BEGIN EXERCISE INPUT
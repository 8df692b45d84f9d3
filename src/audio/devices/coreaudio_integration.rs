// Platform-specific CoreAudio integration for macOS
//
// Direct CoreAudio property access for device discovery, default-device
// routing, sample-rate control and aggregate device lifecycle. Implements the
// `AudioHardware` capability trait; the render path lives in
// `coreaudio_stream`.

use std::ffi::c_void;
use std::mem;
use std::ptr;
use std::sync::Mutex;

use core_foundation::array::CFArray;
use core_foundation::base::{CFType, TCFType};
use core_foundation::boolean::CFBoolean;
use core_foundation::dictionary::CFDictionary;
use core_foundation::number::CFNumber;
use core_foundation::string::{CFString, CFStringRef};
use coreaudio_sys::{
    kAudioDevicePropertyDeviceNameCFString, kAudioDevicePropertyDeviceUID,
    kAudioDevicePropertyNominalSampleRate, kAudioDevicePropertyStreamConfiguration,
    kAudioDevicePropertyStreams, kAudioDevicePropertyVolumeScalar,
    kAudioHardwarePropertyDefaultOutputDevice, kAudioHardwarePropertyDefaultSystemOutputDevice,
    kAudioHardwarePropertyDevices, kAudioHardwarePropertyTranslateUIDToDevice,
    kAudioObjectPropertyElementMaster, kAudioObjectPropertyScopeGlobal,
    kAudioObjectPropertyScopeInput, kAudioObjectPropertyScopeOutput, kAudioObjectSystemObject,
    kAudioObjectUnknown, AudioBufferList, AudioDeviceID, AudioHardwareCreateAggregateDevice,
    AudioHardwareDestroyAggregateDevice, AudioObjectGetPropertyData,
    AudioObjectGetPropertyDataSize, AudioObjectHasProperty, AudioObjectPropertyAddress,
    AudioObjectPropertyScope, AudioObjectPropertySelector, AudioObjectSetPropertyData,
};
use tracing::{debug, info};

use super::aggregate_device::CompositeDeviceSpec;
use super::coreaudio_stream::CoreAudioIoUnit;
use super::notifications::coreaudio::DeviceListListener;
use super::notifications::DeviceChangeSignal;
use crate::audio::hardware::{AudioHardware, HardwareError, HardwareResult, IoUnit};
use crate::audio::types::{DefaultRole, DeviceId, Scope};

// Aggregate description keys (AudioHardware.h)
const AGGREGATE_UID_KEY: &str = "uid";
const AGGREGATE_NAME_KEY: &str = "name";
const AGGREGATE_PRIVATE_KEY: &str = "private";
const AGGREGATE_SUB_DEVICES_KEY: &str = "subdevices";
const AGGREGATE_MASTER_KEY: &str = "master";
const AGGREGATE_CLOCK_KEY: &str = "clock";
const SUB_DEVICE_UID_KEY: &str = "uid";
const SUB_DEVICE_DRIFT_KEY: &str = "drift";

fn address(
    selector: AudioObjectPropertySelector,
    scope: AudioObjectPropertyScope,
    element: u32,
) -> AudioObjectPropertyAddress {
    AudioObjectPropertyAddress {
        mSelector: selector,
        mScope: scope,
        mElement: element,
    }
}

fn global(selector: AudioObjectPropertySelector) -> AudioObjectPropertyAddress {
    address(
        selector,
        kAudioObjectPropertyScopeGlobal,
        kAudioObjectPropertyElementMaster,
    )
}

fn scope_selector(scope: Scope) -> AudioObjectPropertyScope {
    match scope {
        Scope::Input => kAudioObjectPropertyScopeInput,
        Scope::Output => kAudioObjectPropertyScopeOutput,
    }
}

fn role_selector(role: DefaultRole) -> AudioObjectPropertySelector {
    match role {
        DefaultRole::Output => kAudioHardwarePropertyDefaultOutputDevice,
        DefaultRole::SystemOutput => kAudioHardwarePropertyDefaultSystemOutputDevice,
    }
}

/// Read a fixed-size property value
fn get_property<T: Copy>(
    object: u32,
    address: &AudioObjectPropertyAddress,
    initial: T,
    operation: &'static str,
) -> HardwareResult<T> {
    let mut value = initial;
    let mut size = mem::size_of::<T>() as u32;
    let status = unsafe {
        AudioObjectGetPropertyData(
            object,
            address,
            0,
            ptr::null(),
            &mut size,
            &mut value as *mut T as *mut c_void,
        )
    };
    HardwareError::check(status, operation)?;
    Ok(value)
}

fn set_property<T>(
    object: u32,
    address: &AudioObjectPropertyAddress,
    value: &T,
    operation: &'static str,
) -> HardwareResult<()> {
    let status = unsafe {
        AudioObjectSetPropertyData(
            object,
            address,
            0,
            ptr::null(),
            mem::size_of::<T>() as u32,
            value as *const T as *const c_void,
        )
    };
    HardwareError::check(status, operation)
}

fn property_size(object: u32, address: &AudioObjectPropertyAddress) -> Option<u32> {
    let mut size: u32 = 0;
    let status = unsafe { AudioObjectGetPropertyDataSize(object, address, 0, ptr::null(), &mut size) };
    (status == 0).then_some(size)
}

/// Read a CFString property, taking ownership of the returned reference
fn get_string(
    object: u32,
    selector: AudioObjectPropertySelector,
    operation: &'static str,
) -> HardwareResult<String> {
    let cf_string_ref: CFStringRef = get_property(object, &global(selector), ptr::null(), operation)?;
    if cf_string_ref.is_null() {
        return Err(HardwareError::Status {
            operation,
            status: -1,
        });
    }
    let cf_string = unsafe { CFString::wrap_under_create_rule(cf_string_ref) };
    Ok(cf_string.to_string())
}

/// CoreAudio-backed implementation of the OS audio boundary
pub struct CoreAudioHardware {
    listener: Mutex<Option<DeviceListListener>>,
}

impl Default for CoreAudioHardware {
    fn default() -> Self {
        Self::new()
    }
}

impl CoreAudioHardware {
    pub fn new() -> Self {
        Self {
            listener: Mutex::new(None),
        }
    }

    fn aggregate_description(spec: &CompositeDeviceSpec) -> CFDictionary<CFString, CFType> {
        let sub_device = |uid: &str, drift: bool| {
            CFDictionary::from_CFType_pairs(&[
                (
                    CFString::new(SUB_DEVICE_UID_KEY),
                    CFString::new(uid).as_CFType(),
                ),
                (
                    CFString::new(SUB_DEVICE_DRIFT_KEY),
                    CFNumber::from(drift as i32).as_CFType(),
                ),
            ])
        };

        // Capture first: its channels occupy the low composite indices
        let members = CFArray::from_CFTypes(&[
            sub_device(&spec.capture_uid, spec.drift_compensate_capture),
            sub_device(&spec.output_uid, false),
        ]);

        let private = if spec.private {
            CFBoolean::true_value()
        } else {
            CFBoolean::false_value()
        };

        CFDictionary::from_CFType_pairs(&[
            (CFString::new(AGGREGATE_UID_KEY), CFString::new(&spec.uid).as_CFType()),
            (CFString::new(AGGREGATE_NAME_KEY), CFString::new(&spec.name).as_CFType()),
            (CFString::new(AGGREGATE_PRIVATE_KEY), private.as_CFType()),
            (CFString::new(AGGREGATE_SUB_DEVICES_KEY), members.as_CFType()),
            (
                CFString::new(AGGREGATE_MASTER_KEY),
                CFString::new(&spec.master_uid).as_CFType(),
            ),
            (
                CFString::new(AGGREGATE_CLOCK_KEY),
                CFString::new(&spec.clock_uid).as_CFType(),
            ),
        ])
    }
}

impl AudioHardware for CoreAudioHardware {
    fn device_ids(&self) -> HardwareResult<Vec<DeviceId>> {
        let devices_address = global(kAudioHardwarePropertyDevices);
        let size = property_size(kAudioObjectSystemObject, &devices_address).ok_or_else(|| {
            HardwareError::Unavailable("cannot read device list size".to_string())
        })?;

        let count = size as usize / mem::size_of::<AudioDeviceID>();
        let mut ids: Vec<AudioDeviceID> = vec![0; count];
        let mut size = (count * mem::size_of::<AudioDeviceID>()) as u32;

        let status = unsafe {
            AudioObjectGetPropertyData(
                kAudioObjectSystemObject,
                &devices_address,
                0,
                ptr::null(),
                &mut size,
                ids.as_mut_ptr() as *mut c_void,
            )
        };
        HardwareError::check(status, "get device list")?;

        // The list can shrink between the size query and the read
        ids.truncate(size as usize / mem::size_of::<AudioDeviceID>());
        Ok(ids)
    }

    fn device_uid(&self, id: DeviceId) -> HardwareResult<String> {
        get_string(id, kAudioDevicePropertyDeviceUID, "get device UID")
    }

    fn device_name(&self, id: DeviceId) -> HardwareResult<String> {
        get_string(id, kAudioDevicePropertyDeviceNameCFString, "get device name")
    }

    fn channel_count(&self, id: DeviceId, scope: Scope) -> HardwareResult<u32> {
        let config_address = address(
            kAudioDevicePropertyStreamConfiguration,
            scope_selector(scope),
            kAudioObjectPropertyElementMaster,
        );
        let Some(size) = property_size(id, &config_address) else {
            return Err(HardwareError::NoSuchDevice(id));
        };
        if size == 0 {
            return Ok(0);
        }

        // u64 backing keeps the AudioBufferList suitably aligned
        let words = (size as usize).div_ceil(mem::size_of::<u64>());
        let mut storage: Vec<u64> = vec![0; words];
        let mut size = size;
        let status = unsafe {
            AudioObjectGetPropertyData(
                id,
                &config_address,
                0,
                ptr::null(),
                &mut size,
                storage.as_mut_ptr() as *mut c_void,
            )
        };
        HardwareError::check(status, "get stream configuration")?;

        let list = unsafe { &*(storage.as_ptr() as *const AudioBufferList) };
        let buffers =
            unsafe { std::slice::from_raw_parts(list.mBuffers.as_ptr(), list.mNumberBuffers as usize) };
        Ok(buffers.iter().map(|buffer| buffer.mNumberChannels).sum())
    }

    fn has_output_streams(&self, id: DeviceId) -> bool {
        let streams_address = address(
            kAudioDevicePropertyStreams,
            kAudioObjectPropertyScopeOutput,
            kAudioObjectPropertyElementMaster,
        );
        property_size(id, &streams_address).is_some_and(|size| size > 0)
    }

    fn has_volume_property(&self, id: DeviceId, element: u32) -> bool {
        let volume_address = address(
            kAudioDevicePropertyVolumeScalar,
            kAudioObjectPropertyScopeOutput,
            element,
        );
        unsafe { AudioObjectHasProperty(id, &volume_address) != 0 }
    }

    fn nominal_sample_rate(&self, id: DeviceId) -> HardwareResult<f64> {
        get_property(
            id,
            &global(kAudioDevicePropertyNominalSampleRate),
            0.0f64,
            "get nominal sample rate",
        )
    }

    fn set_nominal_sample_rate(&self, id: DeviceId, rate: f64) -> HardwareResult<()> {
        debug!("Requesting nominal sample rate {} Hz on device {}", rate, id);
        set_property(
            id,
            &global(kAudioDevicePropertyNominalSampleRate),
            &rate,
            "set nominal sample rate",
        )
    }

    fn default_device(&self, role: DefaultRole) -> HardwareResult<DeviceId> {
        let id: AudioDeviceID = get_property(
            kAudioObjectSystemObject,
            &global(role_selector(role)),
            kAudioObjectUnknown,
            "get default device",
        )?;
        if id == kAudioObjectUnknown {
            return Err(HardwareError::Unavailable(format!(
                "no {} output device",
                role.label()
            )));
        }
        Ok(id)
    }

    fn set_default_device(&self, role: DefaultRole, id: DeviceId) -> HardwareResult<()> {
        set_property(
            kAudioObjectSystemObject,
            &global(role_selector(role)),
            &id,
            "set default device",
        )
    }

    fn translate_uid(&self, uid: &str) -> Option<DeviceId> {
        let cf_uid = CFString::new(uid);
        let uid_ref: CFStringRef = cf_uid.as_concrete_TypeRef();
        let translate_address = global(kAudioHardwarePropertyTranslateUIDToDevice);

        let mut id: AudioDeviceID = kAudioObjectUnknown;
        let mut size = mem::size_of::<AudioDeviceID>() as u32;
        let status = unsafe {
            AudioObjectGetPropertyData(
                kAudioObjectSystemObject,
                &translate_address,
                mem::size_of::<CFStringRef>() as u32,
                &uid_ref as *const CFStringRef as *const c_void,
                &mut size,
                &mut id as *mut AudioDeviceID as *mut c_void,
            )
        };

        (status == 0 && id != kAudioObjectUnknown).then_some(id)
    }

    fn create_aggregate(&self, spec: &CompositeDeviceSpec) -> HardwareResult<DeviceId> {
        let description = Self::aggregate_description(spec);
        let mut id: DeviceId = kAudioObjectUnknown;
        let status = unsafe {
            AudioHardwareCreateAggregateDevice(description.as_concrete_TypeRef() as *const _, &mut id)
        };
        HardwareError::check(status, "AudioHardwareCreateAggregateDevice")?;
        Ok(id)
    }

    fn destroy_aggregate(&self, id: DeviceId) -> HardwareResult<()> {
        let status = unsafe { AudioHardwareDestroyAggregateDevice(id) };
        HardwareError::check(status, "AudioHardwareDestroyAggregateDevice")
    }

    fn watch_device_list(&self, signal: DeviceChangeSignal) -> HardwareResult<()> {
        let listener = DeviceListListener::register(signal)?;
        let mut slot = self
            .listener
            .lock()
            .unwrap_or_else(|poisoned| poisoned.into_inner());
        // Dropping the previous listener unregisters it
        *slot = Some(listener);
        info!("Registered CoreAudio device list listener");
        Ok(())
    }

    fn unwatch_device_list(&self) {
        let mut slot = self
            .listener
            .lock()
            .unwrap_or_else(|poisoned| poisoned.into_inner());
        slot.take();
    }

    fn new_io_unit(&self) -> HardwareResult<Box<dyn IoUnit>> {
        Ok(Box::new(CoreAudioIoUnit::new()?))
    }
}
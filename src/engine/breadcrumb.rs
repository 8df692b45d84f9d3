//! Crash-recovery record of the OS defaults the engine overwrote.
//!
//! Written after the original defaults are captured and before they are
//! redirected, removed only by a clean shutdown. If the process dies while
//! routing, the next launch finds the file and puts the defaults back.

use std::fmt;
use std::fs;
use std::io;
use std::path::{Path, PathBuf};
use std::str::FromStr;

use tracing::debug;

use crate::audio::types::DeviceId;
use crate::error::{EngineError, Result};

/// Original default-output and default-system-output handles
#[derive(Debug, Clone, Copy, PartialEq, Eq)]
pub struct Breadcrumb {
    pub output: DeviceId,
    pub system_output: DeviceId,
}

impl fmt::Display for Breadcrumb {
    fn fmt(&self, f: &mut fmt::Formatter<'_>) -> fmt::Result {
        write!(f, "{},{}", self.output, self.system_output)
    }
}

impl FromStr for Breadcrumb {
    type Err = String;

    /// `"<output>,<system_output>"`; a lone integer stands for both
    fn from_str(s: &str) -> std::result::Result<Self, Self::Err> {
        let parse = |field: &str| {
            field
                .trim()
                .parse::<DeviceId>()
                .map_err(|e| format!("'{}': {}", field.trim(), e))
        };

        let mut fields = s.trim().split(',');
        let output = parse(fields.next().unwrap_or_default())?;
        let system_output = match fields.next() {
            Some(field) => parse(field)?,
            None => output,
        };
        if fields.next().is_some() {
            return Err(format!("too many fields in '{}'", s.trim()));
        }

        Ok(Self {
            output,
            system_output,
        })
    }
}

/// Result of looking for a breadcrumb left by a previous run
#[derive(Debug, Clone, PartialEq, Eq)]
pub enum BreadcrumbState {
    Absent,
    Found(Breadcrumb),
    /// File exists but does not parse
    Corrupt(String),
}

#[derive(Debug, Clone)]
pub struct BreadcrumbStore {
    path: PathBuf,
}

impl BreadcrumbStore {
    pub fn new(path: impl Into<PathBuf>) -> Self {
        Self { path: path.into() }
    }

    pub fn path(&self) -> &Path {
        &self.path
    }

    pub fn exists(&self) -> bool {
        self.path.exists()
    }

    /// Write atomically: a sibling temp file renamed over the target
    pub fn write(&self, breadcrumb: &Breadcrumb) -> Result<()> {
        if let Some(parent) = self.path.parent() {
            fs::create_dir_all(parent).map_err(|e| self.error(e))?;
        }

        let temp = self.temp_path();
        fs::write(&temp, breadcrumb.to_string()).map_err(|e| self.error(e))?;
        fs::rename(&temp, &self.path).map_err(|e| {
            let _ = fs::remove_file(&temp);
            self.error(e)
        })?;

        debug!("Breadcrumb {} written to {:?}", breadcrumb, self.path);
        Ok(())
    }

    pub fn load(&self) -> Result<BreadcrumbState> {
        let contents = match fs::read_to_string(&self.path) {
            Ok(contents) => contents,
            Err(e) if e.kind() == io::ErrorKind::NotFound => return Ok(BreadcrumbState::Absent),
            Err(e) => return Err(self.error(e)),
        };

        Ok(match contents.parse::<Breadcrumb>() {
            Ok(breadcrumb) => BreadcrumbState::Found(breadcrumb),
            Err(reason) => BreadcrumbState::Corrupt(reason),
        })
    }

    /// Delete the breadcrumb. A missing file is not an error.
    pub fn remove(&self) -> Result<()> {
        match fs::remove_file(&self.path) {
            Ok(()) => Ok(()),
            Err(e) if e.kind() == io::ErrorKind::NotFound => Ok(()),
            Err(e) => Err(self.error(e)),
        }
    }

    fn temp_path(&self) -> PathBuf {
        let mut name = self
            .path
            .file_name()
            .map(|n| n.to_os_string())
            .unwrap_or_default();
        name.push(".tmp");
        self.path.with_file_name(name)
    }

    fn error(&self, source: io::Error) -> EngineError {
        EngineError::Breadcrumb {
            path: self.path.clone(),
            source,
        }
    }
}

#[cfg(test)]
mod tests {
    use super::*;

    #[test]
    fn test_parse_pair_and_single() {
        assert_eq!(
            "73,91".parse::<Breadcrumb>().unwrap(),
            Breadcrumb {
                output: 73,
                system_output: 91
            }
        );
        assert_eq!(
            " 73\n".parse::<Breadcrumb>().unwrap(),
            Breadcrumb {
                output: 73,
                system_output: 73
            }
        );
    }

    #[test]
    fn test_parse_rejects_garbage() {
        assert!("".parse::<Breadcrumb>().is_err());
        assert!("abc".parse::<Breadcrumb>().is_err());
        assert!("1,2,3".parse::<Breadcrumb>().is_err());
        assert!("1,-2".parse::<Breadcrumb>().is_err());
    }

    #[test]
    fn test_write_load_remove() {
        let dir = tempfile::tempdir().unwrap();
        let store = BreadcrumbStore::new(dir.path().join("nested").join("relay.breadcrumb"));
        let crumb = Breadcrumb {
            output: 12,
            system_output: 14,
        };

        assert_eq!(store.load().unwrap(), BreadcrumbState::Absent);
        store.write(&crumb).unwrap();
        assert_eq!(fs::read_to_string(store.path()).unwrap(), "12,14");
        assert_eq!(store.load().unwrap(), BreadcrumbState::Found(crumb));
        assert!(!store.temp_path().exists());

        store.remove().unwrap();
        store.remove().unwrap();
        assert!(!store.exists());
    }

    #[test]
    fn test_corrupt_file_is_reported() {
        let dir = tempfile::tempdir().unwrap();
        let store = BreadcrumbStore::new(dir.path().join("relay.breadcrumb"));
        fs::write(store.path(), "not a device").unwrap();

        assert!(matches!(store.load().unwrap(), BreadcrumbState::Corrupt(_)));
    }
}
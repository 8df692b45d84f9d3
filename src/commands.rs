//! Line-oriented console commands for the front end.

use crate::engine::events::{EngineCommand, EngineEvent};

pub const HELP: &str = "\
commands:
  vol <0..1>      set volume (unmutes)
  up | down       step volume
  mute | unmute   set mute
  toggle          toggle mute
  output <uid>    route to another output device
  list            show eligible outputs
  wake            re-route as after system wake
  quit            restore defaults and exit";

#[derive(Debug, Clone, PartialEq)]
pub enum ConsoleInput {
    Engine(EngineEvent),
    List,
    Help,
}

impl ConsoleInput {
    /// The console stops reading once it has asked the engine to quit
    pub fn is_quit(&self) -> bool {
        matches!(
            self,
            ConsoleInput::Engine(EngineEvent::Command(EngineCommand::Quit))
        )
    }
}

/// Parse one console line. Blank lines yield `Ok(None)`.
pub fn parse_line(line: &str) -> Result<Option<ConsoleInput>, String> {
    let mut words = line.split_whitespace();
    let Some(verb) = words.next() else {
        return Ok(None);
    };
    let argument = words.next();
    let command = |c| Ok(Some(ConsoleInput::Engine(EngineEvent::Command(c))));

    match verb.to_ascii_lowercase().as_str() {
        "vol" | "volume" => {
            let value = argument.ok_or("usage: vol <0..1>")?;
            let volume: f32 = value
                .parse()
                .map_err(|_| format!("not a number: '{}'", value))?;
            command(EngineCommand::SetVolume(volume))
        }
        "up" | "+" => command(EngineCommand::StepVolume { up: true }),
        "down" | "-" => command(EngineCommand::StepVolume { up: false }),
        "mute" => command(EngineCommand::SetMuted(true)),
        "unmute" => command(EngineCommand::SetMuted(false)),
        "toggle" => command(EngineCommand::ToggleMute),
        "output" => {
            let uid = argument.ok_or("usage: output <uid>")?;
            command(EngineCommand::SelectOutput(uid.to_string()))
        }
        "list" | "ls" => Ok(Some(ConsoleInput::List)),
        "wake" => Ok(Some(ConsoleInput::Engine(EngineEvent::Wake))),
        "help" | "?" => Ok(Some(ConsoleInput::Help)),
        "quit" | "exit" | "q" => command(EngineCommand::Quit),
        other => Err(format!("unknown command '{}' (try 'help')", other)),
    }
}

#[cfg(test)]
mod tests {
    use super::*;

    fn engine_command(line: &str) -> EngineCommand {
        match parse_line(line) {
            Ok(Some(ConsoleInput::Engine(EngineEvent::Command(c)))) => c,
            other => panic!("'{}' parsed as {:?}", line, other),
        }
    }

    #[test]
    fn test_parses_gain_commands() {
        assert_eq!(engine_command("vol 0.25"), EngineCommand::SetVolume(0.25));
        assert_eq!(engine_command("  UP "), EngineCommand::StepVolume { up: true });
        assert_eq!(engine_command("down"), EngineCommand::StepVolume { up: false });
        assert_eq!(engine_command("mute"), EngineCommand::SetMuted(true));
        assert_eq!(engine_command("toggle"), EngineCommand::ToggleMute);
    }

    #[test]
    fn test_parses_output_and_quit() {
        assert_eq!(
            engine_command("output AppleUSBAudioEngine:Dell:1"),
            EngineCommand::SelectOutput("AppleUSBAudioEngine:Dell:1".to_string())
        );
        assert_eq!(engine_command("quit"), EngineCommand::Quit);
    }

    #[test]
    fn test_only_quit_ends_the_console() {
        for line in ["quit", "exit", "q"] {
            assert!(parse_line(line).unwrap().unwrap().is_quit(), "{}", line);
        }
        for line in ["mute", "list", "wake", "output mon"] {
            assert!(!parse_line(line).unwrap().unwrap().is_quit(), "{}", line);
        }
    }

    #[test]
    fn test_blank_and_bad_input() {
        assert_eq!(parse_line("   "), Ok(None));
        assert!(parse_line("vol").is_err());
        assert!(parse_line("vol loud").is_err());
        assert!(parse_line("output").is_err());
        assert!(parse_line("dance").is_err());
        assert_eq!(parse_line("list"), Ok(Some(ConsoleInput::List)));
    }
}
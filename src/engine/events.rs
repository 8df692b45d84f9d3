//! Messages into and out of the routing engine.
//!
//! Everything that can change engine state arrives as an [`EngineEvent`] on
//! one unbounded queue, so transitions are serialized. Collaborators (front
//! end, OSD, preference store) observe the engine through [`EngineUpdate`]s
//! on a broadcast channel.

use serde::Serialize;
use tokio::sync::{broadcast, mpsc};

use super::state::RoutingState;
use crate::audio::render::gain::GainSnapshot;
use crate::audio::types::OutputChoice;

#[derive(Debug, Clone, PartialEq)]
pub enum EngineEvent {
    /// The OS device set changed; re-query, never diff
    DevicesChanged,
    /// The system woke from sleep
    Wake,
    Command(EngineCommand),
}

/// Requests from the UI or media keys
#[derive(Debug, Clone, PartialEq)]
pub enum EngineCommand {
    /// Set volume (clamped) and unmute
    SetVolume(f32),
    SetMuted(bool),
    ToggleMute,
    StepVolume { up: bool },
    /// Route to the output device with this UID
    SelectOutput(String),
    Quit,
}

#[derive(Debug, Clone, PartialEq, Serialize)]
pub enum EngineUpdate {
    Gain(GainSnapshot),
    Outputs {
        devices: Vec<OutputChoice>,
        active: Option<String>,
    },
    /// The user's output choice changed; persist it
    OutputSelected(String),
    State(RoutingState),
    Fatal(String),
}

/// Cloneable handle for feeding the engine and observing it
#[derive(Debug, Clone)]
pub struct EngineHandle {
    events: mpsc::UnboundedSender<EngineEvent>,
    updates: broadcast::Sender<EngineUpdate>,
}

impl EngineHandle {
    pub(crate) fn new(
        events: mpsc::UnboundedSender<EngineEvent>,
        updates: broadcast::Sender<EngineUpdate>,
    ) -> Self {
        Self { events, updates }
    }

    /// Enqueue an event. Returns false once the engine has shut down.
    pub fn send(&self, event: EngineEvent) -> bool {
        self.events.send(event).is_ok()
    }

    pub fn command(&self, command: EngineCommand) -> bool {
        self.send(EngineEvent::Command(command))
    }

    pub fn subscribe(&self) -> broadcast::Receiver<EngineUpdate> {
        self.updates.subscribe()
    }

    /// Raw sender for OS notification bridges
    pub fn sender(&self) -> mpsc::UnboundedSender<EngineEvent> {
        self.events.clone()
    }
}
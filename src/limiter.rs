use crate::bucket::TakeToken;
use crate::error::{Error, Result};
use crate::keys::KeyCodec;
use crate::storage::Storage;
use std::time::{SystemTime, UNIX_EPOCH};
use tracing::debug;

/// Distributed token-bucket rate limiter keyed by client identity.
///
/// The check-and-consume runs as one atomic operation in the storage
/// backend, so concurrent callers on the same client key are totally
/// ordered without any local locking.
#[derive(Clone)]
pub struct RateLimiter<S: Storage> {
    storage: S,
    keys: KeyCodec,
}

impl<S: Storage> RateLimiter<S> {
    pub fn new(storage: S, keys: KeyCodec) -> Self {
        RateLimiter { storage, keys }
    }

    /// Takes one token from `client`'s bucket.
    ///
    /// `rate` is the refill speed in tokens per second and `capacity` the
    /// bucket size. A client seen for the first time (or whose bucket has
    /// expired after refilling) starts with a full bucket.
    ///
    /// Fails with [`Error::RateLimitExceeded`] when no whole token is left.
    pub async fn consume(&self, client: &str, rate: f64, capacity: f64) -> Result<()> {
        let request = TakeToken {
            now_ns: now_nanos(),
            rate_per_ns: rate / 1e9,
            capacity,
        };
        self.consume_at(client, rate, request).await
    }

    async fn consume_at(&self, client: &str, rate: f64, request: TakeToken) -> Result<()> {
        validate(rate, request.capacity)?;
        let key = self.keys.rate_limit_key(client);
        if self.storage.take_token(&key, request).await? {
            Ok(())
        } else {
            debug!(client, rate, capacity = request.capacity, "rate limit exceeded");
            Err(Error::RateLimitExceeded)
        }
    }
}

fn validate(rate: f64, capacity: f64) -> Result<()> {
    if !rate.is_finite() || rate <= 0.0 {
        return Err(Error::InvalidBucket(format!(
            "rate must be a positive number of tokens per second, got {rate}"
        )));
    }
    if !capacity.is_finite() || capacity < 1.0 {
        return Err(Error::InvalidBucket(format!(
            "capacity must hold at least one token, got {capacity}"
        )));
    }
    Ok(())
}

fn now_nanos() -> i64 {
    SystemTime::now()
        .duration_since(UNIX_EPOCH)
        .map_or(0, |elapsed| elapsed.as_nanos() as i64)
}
END EXERCISE INPUT
## TASK STATEMENT
Your task is to transcribe, with no changes, only the lines of the listing above that lie between the line holding "pub fn command(&self, command: EngineCommand)" and the line holding "OS notification bridges", inclusive.

## SOLVED PROBLEM
    pub fn command(&self, command: EngineCommand) -> bool {
        self.send(EngineEvent::Command(command))
    }

    pub fn subscribe(&self) -> broadcast::Receiver<EngineUpdate> {
        self.updates.subscribe()
    }

    /// Raw sender for OS notification bridges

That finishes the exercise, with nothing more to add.